Work to complete
Your task is to output the data exactly as it stands.

Data to use
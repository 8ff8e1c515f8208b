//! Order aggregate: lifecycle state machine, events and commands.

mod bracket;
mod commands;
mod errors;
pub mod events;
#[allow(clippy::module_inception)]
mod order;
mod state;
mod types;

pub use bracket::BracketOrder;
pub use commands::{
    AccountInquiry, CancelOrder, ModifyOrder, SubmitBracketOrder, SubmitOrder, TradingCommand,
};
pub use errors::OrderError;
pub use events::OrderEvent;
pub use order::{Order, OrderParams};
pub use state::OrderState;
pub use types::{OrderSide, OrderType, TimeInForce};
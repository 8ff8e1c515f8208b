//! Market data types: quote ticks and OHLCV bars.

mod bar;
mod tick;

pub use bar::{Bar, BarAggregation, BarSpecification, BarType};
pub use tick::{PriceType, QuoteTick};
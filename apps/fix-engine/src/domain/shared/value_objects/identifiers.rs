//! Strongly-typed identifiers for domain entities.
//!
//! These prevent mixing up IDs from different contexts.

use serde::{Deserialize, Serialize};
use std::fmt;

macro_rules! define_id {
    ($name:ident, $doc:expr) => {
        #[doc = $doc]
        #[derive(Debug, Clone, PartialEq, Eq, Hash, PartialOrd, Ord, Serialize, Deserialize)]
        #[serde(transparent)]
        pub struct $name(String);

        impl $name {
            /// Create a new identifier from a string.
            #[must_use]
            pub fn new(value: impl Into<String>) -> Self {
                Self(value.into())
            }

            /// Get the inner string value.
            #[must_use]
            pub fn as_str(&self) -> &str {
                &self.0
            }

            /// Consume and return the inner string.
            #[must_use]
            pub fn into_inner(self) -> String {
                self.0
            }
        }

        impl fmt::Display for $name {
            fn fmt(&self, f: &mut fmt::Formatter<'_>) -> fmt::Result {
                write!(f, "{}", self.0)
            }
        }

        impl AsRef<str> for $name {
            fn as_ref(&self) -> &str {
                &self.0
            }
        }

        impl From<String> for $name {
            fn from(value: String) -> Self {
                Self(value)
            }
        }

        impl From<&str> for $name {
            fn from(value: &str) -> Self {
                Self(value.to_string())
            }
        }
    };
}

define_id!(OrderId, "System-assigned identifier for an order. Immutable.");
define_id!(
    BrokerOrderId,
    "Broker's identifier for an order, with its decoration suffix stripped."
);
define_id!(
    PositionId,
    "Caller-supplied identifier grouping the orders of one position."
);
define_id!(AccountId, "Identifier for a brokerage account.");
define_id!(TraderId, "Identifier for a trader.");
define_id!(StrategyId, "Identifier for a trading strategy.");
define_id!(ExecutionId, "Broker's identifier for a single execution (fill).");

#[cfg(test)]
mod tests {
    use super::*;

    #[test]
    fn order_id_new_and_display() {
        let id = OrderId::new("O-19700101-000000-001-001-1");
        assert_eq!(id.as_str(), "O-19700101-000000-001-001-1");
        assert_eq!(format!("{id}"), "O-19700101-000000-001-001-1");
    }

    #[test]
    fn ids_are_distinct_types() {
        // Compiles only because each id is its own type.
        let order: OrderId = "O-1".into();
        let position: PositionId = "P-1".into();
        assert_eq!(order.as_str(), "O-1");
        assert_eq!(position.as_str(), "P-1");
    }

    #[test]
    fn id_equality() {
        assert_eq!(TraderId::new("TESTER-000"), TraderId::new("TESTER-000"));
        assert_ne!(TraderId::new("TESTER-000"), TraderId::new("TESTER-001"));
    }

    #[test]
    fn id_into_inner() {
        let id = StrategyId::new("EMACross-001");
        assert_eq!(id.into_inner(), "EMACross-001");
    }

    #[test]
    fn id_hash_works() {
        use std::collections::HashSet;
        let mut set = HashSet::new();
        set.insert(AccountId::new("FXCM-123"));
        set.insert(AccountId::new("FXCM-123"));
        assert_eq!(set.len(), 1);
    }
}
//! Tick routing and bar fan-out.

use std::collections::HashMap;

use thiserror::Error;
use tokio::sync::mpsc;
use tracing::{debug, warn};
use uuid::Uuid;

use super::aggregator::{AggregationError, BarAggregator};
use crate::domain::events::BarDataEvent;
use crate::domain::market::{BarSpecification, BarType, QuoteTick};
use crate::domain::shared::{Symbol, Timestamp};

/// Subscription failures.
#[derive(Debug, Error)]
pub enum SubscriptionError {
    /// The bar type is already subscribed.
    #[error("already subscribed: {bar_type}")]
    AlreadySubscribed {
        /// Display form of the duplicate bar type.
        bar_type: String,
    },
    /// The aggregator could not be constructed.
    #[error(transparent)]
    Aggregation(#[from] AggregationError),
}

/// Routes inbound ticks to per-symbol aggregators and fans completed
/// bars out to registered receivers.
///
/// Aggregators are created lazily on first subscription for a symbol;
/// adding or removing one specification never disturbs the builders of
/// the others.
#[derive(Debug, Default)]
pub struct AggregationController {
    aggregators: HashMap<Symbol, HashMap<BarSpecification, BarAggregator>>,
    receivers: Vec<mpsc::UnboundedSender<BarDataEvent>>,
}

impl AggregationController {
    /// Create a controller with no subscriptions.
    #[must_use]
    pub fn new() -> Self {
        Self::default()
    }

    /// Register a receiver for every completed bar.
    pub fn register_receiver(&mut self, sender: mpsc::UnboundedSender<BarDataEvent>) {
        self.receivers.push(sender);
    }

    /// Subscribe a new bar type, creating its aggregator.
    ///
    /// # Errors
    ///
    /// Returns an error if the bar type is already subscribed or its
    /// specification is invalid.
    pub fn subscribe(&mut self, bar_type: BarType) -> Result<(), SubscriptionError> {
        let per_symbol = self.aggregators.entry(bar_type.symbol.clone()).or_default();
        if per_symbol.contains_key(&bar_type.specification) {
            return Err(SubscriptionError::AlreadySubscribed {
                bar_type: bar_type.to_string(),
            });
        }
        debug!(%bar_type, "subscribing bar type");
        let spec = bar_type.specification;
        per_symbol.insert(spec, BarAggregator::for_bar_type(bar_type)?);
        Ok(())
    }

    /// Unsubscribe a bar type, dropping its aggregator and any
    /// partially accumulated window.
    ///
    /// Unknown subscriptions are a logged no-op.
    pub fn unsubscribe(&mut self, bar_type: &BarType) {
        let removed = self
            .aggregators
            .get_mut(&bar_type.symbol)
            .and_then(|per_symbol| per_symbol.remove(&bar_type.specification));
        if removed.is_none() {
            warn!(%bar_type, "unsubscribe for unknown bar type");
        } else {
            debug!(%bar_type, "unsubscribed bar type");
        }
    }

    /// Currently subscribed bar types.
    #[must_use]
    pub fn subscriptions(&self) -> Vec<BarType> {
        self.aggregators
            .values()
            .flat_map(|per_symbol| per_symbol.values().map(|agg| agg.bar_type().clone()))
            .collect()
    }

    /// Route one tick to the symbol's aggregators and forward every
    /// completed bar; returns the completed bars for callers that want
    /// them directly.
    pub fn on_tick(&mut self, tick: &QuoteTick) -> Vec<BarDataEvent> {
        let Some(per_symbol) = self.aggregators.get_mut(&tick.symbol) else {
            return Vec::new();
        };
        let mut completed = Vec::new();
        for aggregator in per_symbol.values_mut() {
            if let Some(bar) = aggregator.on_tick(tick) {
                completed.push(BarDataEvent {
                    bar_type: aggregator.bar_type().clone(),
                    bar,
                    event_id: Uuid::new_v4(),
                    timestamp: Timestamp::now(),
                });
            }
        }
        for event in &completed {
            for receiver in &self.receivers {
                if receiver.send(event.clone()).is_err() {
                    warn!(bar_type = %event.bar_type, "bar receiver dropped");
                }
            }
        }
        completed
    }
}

Solution to this problem
repository 8ff8e1c515f8208b
//! Order aggregate: lifecycle state machine, events and commands.

mod bracket;
mod commands;
mod errors;
pub mod events;
#[allow(clippy::module_inception)]
mod order;
mod state;
mod types;

pub use bracket::BracketOrder;
pub use commands::{
    AccountInquiry, CancelOrder, ModifyOrder, SubmitBracketOrder, SubmitOrder, TradingCommand,
};
pub use errors::OrderError;
pub use events::OrderEvent;
pub use order::{Order, OrderParams};
pub use state::OrderState;
pub use types::{OrderSide, OrderType, TimeInForce};
repository 8ff8e1c515f8208b
//! Market data types: quote ticks and OHLCV bars.

mod bar;
mod tick;

pub use bar::{Bar, BarAggregation, BarSpecification, BarType};
pub use tick::{PriceType, QuoteTick};
filename apps/fix-engine/src/domain/shared/value_objects/identifiers.rs
//! Strongly-typed identifiers for domain entities.
//!
//! These prevent mixing up IDs from different contexts.

use serde::{Deserialize, Serialize};
use std::fmt;

macro_rules! define_id {
    ($name:ident, $doc:expr) => {
        #[doc = $doc]
        #[derive(Debug, Clone, PartialEq, Eq, Hash, PartialOrd, Ord, Serialize, Deserialize)]
        #[serde(transparent)]
        pub struct $name(String);

        impl $name {
            /// Create a new identifier from a string.
            #[must_use]
            pub fn new(value: impl Into<String>) -> Self {
                Self(value.into())
            }

            /// Get the inner string value.
            #[must_use]
            pub fn as_str(&self) -> &str {
                &self.0
            }

            /// Consume and return the inner string.
            #[must_use]
            pub fn into_inner(self) -> String {
                self.0
            }
        }

        impl fmt::Display for $name {
            fn fmt(&self, f: &mut fmt::Formatter<'_>) -> fmt::Result {
                write!(f, "{}", self.0)
            }
        }

        impl AsRef<str> for $name {
            fn as_ref(&self) -> &str {
                &self.0
            }
        }

        impl From<String> for $name {
            fn from(value: String) -> Self {
                Self(value)
            }
        }

        impl From<&str> for $name {
            fn from(value: &str) -> Self {
                Self(value.to_string())
            }
        }
    };
}

define_id!(OrderId, "System-assigned identifier for an order. Immutable.");
define_id!(
    BrokerOrderId,
    "Broker's identifier for an order, with its decoration suffix stripped."
);
define_id!(
    PositionId,
    "Caller-supplied identifier grouping the orders of one position."
);
define_id!(AccountId, "Identifier for a brokerage account.");
define_id!(TraderId, "Identifier for a trader.");
define_id!(StrategyId, "Identifier for a trading strategy.");
define_id!(ExecutionId, "Broker's identifier for a single execution (fill).");

#[cfg(test)]
mod tests {
    use super::*;

    #[test]
    fn order_id_new_and_display() {
        let id = OrderId::new("O-19700101-000000-001-001-1");
        assert_eq!(id.as_str(), "O-19700101-000000-001-001-1");
        assert_eq!(format!("{id}"), "O-19700101-000000-001-001-1");
    }

    #[test]
    fn ids_are_distinct_types() {
        // Compiles only because each id is its own type.
        let order: OrderId = "O-1".into();
        let position: PositionId = "P-1".into();
        assert_eq!(order.as_str(), "O-1");
        assert_eq!(position.as_str(), "P-1");
    }

    #[test]
    fn id_equality() {
        assert_eq!(TraderId::new("TESTER-000"), TraderId::new("TESTER-000"));
        assert_ne!(TraderId::new("TESTER-000"), TraderId::new("TESTER-001"));
    }

    #[test]
    fn id_into_inner() {
        let id = StrategyId::new("EMACross-001");
        assert_eq!(id.into_inner(), "EMACross-001");
    }

    #[test]
    fn id_hash_works() {
        use std::collections::HashSet;
        let mut set = HashSet::new();
        set.insert(AccountId::new("FXCM-123"));
        set.insert(AccountId::new("FXCM-123"));
        assert_eq!(set.len(), 1);
    }
}
//! Tick routing and bar fan-out.

use std::collections::HashMap;

use thiserror::Error;
use tokio::sync::mpsc;
use tracing::{debug, warn};
use uuid::Uuid;

use super::aggregator::{AggregationError, BarAggregator};
use crate::domain::events::BarDataEvent;
use crate::domain::market::{BarSpecification, BarType, QuoteTick};
use crate::domain::shared::{Symbol, Timestamp};

/// Subscription failures.
#[derive(Debug, Error)]
pub enum SubscriptionError {
    /// The bar type is already subscribed.
    #[error("already subscribed: {bar_type}")]
    AlreadySubscribed {
        /// Display form of the duplicate bar type.
        bar_type: String,
    },
    /// The aggregator could not be constructed.
    #[error(transparent)]
    Aggregation(#[from] AggregationError),
}

/// Routes inbound ticks to per-symbol aggregators and fans completed
/// bars out to registered receivers.
///
/// Aggregators are created lazily on first subscription for a symbol;
/// adding or removing one specification never disturbs the builders of
/// the others.
#[derive(Debug, Default)]
pub struct AggregationController {
    aggregators: HashMap<Symbol, HashMap<BarSpecification, BarAggregator>>,
    receivers: Vec<mpsc::UnboundedSender<BarDataEvent>>,
}

impl AggregationController {
    /// Create a controller with no subscriptions.
    #[must_use]
    pub fn new() -> Self {
        Self::default()
    }

    /// Register a receiver for every completed bar.
    pub fn register_receiver(&mut self, sender: mpsc::UnboundedSender<BarDataEvent>) {
        self.receivers.push(sender);
    }

    /// Subscribe a new bar type, creating its aggregator.
    ///
    /// # Errors
    ///
    /// Returns an error if the bar type is already subscribed or its
    /// specification is invalid.
    pub fn subscribe(&mut self, bar_type: BarType) -> Result<(), SubscriptionError> {
        let per_symbol = self.aggregators.entry(bar_type.symbol.clone()).or_default();
        if per_symbol.contains_key(&bar_type.specification) {
            return Err(SubscriptionError::AlreadySubscribed {
                bar_type: bar_type.to_string(),
            });
        }
        debug!(%bar_type, "subscribing bar type");
        let spec = bar_type.specification;
        per_symbol.insert(spec, BarAggregator::for_bar_type(bar_type)?);
        Ok(())
    }

    /// Unsubscribe a bar type, dropping its aggregator and any
    /// partially accumulated window.
    ///
    /// Unknown subscriptions are a logged no-op.
    pub fn unsubscribe(&mut self, bar_type: &BarType) {
        let removed = self
            .aggregators
            .get_mut(&bar_type.symbol)
            .and_then(|per_symbol| per_symbol.remove(&bar_type.specification));
        if removed.is_none() {
            warn!(%bar_type, "unsubscribe for unknown bar type");
        } else {
            debug!(%bar_type, "unsubscribed bar type");
        }
    }

    /// Currently subscribed bar types.
    #[must_use]
    pub fn subscriptions(&self) -> Vec<BarType> {
        self.aggregators
            .values()
            .flat_map(|per_symbol| per_symbol.values().map(|agg| agg.bar_type().clone()))
            .collect()
    }

    /// Route one tick to the symbol's aggregators and forward every
    /// completed bar; returns the completed bars for callers that want
    /// them directly.
    pub fn on_tick(&mut self, tick: &QuoteTick) -> Vec<BarDataEvent> {
        let Some(per_symbol) = self.aggregators.get_mut(&tick.symbol) else {
            return Vec::new();
        };
        let mut completed = Vec::new();
        for aggregator in per_symbol.values_mut() {
            if let Some(bar) = aggregator.on_tick(tick) {
                completed.push(BarDataEvent {
                    bar_type: aggregator.bar_type().clone(),
                    bar,
                    event_id: Uuid::new_v4(),
                    timestamp: Timestamp::now(),
                });
            }
        }
        for event in &completed {
            for receiver in &self.receivers {
                if receiver.send(event.clone()).is_err() {
                    warn!(bar_type = %event.bar_type, "bar receiver dropped");
                }
            }
        }
        completed
    }
}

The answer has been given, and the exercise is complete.